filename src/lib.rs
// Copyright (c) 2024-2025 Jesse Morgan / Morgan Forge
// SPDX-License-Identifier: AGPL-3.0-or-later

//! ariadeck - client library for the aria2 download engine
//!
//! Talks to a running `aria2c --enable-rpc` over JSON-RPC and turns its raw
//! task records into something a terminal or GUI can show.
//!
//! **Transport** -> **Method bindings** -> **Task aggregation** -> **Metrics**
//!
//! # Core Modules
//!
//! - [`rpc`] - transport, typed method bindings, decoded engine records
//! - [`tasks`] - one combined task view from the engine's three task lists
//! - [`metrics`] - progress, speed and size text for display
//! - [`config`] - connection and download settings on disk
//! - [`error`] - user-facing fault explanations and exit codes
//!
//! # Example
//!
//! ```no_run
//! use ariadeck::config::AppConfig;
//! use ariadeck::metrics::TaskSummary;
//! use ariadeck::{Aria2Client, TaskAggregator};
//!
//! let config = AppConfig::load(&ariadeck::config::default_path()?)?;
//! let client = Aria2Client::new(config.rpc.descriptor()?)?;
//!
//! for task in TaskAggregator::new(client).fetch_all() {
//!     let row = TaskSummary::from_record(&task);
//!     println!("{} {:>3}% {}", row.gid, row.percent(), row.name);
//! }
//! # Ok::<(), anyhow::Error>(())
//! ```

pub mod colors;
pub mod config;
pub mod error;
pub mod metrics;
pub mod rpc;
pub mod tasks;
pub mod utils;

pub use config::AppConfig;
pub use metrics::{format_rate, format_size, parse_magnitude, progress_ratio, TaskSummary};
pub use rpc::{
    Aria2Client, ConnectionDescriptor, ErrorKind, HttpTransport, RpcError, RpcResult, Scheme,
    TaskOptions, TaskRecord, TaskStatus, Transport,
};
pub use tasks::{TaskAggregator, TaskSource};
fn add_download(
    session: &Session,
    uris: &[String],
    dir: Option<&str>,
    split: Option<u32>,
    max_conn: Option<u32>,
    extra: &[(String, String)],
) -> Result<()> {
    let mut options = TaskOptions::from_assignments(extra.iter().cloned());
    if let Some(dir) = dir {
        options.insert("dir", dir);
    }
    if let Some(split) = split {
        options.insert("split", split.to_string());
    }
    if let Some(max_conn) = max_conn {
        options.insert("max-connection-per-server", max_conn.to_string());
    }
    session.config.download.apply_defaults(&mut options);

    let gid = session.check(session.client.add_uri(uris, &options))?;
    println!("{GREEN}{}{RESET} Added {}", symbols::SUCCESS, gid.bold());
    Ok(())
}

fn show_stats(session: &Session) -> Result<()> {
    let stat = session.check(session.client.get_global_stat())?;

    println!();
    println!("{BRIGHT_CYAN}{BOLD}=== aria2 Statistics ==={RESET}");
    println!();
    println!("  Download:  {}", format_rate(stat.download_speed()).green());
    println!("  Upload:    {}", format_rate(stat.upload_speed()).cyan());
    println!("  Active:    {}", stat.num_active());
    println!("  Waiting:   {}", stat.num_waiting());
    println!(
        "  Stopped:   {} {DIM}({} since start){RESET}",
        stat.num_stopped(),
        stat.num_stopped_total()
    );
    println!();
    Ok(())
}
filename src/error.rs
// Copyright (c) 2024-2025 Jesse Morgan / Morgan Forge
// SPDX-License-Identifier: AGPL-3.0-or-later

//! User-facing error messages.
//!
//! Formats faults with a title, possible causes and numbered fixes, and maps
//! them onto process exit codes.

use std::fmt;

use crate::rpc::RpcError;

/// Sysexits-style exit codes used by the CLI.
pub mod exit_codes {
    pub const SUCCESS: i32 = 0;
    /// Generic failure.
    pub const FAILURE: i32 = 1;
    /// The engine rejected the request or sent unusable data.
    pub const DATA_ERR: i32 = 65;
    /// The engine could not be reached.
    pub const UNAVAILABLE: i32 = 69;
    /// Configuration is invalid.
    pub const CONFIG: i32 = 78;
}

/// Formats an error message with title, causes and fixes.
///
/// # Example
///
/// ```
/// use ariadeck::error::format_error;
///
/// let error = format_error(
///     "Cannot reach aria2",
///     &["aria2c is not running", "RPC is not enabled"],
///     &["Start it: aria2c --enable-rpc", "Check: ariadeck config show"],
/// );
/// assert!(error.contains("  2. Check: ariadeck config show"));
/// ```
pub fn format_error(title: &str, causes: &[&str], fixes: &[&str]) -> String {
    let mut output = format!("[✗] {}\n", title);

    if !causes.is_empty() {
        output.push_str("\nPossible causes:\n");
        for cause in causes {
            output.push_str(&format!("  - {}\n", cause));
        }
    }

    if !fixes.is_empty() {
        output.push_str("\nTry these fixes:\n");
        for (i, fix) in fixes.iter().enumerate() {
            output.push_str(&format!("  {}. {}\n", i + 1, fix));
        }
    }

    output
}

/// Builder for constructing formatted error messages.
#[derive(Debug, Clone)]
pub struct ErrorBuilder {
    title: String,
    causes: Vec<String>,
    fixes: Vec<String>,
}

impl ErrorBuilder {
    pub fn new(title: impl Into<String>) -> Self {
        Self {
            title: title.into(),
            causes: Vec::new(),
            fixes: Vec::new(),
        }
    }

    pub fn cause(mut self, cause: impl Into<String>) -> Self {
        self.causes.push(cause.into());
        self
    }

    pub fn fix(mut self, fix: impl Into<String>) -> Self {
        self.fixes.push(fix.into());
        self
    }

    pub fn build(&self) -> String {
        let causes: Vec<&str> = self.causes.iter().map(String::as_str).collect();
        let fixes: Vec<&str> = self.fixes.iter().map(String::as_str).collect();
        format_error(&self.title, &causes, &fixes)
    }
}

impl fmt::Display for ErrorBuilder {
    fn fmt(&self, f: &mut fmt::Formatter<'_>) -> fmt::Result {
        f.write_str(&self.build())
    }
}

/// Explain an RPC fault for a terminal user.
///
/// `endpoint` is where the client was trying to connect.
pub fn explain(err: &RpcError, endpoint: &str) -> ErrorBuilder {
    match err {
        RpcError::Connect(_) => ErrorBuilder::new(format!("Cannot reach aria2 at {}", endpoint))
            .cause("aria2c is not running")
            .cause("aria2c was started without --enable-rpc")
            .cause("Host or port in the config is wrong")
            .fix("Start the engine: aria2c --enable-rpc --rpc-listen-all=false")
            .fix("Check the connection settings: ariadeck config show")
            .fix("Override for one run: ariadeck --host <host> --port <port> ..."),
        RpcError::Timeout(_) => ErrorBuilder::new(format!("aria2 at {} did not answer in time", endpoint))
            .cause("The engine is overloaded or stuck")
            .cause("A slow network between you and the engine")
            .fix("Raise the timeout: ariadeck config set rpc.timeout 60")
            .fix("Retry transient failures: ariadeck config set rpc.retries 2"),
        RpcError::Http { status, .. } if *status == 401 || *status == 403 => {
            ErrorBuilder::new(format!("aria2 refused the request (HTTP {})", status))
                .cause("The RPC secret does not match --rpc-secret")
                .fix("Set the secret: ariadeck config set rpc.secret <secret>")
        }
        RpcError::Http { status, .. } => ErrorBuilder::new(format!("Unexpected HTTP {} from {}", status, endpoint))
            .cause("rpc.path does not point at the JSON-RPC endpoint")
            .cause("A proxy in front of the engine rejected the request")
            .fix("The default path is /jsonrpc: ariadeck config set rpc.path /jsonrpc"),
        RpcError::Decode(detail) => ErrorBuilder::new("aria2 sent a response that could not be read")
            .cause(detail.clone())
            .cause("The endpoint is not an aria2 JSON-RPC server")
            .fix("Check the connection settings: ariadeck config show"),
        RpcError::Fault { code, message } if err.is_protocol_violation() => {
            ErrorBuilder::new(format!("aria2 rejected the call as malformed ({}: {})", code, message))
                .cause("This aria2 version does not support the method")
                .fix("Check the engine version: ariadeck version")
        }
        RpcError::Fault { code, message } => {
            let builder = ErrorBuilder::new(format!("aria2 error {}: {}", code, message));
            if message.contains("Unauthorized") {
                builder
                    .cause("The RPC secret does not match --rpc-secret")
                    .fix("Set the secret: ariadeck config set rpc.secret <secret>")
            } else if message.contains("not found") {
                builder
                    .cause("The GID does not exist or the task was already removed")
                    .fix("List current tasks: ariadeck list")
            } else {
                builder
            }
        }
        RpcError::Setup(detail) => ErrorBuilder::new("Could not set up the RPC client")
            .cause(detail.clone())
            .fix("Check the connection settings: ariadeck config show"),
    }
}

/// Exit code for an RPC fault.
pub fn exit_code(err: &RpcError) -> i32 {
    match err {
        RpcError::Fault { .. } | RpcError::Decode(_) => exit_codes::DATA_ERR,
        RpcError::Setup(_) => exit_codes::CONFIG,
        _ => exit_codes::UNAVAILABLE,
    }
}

+ + + + + + +

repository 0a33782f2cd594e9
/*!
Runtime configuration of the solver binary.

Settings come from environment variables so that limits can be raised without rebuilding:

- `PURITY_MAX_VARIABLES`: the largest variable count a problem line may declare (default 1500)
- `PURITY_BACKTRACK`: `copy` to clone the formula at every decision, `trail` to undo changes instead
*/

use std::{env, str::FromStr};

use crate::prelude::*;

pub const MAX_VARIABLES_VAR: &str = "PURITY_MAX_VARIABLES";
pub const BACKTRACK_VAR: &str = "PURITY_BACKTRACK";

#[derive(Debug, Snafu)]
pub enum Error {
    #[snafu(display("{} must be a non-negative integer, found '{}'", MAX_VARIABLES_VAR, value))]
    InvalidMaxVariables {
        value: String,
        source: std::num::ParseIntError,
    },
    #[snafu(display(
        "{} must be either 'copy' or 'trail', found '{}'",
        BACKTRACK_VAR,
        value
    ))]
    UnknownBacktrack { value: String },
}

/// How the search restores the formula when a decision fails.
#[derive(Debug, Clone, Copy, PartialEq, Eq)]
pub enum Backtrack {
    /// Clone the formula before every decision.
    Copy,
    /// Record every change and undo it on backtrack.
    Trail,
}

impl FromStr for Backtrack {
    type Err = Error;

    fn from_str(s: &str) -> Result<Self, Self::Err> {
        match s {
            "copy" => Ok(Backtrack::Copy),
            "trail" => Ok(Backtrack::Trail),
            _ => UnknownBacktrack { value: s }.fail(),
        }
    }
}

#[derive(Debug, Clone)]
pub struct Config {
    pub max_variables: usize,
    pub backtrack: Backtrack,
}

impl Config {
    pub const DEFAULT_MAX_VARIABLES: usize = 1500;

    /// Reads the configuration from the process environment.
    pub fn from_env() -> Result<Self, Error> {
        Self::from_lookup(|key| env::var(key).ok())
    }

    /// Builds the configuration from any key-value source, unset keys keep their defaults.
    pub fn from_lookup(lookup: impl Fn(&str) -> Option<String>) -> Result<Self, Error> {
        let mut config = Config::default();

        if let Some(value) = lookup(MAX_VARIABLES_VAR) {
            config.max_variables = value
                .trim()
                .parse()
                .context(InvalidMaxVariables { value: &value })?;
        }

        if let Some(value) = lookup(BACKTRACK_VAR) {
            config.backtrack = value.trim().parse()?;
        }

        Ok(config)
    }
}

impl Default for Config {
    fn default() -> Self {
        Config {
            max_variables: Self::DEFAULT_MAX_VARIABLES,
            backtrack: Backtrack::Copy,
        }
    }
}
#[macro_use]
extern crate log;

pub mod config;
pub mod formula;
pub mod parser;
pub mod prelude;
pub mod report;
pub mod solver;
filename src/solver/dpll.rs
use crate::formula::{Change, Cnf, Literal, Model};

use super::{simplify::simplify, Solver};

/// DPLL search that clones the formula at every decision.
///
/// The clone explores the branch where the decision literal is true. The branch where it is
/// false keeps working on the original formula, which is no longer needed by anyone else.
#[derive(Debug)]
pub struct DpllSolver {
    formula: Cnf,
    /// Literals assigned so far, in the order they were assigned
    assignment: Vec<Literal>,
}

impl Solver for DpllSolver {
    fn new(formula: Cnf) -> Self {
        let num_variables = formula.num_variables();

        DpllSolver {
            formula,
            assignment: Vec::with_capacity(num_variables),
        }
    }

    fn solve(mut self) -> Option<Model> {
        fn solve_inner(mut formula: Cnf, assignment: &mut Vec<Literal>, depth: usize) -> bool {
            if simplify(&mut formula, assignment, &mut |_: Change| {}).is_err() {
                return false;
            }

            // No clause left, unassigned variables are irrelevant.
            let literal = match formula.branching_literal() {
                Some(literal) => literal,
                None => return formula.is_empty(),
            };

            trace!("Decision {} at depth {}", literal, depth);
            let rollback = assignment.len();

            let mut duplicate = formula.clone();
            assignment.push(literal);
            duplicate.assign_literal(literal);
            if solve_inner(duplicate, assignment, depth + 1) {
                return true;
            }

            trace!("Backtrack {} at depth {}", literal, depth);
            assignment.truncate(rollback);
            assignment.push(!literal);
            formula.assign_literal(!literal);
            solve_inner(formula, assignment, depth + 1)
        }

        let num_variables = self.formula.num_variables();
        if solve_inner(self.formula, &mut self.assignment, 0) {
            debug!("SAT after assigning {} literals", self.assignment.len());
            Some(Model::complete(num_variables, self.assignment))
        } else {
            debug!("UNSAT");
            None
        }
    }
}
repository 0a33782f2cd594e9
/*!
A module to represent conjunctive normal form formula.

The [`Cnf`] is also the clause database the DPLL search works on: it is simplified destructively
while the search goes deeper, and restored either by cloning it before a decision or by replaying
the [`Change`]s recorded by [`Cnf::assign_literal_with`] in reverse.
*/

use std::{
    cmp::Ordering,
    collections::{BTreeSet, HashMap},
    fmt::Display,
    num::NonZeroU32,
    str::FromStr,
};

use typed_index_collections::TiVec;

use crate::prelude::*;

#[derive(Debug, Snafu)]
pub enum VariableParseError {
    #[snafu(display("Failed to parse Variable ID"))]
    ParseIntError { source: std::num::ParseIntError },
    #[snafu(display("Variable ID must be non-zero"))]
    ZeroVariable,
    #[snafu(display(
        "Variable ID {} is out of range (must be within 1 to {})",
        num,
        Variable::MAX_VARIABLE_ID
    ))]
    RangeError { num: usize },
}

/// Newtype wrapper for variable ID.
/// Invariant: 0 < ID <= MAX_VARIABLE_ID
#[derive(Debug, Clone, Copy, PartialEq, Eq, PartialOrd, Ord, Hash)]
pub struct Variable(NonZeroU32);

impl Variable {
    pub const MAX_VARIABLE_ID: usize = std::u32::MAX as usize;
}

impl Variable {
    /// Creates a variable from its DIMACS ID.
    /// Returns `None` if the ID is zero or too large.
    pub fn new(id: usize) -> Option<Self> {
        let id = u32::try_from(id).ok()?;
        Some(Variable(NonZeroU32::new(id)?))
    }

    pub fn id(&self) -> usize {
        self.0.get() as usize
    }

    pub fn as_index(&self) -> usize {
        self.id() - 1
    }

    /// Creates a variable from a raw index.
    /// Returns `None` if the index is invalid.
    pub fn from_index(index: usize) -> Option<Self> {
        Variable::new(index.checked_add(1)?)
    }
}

+ + + + + + +

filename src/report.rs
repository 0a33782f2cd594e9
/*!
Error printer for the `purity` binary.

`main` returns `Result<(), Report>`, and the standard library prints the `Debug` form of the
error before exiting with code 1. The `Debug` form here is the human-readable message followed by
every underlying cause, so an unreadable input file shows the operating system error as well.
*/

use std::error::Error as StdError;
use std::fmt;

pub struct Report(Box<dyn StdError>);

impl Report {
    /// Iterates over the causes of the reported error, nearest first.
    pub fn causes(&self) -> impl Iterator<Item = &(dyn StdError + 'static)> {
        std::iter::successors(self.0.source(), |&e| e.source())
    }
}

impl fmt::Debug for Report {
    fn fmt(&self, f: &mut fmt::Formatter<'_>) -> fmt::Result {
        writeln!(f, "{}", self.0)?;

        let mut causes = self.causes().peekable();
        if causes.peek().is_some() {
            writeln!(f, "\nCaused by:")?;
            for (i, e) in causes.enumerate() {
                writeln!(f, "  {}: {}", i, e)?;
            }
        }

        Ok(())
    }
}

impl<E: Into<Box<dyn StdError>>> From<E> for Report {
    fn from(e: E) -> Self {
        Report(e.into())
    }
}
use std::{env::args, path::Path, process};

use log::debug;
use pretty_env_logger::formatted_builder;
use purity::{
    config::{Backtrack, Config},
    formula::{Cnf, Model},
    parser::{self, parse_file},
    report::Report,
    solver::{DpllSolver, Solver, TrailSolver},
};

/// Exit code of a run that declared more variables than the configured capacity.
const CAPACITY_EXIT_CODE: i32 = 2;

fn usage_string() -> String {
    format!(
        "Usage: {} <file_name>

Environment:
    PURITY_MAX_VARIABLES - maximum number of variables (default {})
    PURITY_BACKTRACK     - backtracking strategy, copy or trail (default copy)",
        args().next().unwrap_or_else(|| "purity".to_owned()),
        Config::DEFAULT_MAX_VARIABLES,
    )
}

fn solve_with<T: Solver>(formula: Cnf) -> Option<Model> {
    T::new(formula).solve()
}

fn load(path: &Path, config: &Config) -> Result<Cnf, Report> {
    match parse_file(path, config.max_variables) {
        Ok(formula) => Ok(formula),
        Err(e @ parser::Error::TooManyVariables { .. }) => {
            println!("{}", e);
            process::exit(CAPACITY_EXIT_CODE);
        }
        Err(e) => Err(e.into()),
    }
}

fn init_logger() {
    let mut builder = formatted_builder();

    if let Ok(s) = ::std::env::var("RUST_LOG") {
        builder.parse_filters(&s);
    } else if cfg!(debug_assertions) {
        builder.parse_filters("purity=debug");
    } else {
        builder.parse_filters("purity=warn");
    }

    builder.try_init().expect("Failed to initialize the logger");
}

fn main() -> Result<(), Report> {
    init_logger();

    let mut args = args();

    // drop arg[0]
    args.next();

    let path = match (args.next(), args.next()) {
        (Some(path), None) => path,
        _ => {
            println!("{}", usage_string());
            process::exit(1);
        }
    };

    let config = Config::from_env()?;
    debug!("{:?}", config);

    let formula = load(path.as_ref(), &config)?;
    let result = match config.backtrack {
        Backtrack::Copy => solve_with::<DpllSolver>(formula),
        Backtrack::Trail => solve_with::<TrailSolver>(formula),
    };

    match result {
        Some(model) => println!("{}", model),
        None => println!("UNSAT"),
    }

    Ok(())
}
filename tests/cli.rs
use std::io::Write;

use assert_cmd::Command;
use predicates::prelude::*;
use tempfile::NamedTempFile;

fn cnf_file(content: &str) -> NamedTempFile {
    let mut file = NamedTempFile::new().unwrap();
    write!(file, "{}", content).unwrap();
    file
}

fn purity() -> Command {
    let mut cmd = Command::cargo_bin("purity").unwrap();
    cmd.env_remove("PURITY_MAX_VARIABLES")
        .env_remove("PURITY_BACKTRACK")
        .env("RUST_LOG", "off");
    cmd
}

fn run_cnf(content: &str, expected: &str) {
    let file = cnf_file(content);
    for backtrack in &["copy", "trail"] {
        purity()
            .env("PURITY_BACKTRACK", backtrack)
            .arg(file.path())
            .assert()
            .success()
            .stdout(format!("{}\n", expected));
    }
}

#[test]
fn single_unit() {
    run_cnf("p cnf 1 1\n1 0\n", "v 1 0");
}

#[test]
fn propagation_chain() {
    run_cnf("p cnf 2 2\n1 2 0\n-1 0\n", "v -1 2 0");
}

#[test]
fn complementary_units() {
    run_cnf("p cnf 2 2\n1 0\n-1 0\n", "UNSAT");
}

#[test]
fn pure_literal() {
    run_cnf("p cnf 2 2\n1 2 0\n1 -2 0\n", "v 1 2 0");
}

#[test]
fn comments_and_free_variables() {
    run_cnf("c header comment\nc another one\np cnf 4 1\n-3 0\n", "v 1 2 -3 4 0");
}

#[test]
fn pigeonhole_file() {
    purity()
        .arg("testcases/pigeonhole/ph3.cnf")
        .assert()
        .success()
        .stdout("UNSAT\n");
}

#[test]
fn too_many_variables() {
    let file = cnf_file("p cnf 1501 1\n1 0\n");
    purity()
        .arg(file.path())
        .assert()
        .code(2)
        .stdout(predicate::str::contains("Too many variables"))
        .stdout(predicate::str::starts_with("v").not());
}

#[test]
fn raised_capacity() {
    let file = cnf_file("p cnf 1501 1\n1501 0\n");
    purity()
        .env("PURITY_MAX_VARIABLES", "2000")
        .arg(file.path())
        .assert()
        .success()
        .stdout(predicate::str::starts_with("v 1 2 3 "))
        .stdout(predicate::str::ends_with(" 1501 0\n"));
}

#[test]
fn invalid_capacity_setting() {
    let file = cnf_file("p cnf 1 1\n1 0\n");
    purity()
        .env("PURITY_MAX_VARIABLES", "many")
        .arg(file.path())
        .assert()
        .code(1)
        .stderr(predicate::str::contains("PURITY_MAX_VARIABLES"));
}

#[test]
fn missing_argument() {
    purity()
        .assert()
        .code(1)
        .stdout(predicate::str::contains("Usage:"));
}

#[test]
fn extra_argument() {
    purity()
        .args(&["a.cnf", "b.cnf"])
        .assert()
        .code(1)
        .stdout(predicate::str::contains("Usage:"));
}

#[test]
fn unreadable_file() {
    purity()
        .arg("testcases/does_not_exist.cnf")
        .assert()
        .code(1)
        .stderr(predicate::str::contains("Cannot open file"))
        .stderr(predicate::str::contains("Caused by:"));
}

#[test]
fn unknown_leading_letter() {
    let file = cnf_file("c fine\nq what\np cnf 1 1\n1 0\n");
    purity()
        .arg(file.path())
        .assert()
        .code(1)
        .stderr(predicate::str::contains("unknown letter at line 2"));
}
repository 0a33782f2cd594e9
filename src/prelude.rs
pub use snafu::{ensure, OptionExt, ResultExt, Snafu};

+ + + + + + +

* WHAT TO DO:
Return, from the data, each line where the string "engine" occurs.

* PROBLEM SOLUTION:
//! ariadeck - client library for the aria2 download engine
//! - [`rpc`] - transport, typed method bindings, decoded engine records
//! - [`tasks`] - one combined task view from the engine's three task lists
    /// The engine rejected the request or sent unusable data.
    /// The engine could not be reached.
            .fix("Start the engine: aria2c --enable-rpc --rpc-listen-all=false")
            .cause("The engine is overloaded or stuck")
            .cause("A slow network between you and the engine")
            .cause("A proxy in front of the engine rejected the request")
                .fix("Check the engine version: ariadeck version")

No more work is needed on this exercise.